> Material provided:
************
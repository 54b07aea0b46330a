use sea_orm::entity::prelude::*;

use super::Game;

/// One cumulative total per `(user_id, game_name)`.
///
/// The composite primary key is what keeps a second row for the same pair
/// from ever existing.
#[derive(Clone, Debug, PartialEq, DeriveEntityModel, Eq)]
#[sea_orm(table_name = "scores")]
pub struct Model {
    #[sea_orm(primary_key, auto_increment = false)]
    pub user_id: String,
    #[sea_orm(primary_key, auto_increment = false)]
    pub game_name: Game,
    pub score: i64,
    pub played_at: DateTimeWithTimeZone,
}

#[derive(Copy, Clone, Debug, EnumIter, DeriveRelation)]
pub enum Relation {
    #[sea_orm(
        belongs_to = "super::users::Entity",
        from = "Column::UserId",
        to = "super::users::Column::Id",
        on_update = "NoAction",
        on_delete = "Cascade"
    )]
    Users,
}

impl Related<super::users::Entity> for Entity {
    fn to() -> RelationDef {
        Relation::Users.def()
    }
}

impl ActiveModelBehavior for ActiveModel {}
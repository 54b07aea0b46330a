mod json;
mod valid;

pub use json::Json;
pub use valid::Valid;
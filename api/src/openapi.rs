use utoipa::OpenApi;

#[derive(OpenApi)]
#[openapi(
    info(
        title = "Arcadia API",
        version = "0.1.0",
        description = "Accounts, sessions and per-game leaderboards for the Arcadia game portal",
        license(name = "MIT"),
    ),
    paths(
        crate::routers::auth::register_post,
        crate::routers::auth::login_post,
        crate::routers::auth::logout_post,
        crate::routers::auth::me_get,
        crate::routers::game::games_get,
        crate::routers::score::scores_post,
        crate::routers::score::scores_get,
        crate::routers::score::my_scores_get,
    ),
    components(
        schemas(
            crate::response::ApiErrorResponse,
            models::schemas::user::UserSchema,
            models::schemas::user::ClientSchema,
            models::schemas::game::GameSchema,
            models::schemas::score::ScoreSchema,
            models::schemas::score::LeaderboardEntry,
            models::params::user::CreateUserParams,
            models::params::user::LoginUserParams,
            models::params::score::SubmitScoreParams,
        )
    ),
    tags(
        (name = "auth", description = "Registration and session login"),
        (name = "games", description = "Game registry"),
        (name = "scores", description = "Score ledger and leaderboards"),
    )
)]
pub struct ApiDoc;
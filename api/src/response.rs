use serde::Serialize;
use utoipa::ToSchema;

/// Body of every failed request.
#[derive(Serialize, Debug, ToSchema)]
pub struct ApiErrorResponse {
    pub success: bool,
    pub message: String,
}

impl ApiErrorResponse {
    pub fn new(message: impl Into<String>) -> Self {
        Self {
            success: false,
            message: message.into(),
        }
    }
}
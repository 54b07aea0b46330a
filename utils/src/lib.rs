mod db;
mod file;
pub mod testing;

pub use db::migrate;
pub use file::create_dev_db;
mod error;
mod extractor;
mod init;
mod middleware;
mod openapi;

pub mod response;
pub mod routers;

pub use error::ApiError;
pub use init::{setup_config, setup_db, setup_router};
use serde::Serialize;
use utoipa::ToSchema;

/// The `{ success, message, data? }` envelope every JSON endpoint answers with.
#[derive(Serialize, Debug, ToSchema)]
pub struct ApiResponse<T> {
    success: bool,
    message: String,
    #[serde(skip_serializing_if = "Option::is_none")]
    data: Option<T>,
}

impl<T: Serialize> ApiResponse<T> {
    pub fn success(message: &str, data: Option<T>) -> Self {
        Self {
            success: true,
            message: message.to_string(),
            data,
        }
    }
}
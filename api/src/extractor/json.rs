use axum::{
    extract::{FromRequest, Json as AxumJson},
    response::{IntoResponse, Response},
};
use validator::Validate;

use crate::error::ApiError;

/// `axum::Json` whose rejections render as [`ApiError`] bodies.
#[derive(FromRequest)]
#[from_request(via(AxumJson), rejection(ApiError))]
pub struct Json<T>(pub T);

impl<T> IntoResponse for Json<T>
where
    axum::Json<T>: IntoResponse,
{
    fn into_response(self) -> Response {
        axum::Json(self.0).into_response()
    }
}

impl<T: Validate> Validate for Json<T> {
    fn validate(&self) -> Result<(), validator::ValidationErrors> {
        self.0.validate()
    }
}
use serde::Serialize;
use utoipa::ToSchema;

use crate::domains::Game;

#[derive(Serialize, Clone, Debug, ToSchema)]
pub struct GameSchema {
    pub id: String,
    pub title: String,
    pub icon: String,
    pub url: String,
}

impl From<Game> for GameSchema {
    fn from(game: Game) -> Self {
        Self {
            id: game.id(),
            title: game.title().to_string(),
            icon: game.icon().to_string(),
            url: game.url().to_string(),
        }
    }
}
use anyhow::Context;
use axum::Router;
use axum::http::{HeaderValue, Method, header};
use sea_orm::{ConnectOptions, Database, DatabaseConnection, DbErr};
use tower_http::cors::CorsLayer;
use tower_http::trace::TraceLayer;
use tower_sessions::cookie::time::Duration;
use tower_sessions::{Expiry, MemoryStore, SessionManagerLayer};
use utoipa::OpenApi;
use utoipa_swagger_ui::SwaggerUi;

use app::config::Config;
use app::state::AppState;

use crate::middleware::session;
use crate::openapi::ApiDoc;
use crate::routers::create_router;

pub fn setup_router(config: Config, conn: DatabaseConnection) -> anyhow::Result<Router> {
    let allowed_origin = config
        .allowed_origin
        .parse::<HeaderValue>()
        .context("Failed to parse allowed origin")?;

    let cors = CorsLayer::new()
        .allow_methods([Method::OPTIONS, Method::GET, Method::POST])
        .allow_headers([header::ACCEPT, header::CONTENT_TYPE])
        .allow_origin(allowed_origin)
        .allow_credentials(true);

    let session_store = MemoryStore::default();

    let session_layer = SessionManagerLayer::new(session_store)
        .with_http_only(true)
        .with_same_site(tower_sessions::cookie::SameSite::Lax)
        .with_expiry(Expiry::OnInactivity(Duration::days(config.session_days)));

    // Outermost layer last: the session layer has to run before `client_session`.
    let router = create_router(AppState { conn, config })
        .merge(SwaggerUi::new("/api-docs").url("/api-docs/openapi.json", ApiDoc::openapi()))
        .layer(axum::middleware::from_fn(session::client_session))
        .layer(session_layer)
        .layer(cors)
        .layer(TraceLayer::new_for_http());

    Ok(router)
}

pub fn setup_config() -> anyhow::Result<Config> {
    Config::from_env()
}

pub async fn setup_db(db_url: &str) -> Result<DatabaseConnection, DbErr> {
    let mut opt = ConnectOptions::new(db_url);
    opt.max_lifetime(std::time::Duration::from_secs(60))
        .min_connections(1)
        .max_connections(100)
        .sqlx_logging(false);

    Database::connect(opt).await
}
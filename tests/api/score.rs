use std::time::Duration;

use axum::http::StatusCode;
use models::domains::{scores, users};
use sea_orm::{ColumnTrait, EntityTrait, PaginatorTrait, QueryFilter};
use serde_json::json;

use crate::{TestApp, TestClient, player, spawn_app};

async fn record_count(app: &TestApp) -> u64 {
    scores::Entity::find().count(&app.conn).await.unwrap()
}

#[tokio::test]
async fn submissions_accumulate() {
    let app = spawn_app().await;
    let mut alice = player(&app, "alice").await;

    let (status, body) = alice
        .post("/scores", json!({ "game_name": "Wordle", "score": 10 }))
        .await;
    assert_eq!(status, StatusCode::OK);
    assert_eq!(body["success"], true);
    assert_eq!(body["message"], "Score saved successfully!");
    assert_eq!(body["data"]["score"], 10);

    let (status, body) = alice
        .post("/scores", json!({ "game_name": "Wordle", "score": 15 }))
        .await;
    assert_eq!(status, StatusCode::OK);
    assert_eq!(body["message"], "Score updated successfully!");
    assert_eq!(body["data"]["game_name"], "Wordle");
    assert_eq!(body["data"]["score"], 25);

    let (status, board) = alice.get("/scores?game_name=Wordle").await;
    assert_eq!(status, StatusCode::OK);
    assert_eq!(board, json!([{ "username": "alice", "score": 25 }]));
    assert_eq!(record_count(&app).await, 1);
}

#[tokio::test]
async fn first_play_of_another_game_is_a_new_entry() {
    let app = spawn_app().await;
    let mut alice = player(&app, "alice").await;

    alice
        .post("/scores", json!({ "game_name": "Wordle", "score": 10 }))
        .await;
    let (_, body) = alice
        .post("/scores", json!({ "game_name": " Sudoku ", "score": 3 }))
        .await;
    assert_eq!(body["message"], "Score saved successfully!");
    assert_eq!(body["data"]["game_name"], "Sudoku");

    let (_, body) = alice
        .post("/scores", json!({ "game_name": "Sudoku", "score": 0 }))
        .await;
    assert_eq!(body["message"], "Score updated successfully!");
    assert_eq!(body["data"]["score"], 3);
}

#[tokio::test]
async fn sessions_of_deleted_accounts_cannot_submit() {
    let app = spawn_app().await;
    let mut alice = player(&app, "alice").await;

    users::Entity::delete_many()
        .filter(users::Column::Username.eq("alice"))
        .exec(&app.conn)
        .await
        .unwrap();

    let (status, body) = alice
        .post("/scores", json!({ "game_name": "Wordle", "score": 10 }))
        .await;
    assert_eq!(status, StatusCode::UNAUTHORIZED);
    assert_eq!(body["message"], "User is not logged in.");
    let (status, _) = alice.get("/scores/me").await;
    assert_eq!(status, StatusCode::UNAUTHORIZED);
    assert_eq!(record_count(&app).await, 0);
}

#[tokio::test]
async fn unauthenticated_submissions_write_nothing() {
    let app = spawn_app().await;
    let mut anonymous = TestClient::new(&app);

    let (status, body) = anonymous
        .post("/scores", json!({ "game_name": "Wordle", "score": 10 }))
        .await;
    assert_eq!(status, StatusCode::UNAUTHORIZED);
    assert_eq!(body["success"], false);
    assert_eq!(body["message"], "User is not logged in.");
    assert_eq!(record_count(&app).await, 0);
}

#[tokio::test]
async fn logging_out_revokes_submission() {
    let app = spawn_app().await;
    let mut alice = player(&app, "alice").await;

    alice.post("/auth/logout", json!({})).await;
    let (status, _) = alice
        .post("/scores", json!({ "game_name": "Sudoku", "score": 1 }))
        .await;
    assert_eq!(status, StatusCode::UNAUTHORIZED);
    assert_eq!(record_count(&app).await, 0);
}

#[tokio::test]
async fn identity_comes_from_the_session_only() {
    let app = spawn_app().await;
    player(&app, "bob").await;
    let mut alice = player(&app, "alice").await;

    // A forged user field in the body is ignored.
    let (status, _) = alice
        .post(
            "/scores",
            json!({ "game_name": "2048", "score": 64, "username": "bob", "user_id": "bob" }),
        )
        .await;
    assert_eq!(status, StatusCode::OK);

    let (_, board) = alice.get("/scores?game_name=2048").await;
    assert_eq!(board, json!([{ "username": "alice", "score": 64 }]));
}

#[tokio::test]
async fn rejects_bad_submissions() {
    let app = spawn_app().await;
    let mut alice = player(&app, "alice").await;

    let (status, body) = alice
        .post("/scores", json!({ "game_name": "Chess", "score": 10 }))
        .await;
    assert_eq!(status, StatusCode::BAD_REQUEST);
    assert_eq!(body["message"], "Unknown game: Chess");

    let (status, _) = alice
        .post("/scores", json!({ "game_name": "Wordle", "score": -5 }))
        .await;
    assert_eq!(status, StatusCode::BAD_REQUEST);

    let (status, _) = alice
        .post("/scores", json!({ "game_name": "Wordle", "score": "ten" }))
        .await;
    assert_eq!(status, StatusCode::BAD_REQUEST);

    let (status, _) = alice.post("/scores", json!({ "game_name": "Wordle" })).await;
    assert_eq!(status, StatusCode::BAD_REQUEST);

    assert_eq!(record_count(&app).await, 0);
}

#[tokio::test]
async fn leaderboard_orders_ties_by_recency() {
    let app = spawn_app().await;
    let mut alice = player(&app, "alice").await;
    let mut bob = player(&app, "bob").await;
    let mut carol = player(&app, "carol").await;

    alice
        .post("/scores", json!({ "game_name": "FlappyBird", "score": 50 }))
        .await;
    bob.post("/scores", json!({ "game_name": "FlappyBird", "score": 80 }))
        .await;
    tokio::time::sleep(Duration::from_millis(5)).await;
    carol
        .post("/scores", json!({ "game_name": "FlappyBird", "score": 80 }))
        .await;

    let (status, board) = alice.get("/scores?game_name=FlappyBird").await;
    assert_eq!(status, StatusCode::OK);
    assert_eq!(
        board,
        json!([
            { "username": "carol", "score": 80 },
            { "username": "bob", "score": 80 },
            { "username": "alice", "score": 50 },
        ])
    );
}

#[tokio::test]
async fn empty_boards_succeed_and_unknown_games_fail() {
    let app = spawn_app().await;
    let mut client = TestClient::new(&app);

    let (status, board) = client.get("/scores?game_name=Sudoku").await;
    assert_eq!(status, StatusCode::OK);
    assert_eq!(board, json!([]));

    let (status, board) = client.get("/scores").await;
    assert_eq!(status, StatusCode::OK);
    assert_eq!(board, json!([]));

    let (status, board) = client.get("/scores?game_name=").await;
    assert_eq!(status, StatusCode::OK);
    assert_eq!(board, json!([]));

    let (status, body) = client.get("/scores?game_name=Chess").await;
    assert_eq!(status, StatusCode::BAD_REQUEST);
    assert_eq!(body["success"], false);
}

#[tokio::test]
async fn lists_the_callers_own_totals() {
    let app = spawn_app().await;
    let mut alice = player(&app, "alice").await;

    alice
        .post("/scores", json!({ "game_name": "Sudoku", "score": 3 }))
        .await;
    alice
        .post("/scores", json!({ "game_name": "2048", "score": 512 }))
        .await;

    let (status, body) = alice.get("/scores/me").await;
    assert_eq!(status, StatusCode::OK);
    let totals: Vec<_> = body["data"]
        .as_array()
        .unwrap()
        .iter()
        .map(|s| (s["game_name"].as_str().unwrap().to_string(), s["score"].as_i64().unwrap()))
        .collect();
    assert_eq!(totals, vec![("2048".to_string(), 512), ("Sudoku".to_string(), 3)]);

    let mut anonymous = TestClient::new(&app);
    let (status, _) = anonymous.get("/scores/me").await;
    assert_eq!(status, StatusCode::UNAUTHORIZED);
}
************
> Your task: In restating the data, begin at its first line, reproduce each line word for word, and conclude with the line that contains "pub use json::Json;".

> Exercise solution:
repository 54b07aea0b46330a
use sea_orm::entity::prelude::*;

use super::Game;

/// One cumulative total per `(user_id, game_name)`.
///
/// The composite primary key is what keeps a second row for the same pair
/// from ever existing.
#[derive(Clone, Debug, PartialEq, DeriveEntityModel, Eq)]
#[sea_orm(table_name = "scores")]
pub struct Model {
    #[sea_orm(primary_key, auto_increment = false)]
    pub user_id: String,
    #[sea_orm(primary_key, auto_increment = false)]
    pub game_name: Game,
    pub score: i64,
    pub played_at: DateTimeWithTimeZone,
}

#[derive(Copy, Clone, Debug, EnumIter, DeriveRelation)]
pub enum Relation {
    #[sea_orm(
        belongs_to = "super::users::Entity",
        from = "Column::UserId",
        to = "super::users::Column::Id",
        on_update = "NoAction",
        on_delete = "Cascade"
    )]
    Users,
}

impl Related<super::users::Entity> for Entity {
    fn to() -> RelationDef {
        Relation::Users.def()
    }
}

impl ActiveModelBehavior for ActiveModel {}
repository 54b07aea0b46330a
mod json;
mod valid;

pub use json::Json;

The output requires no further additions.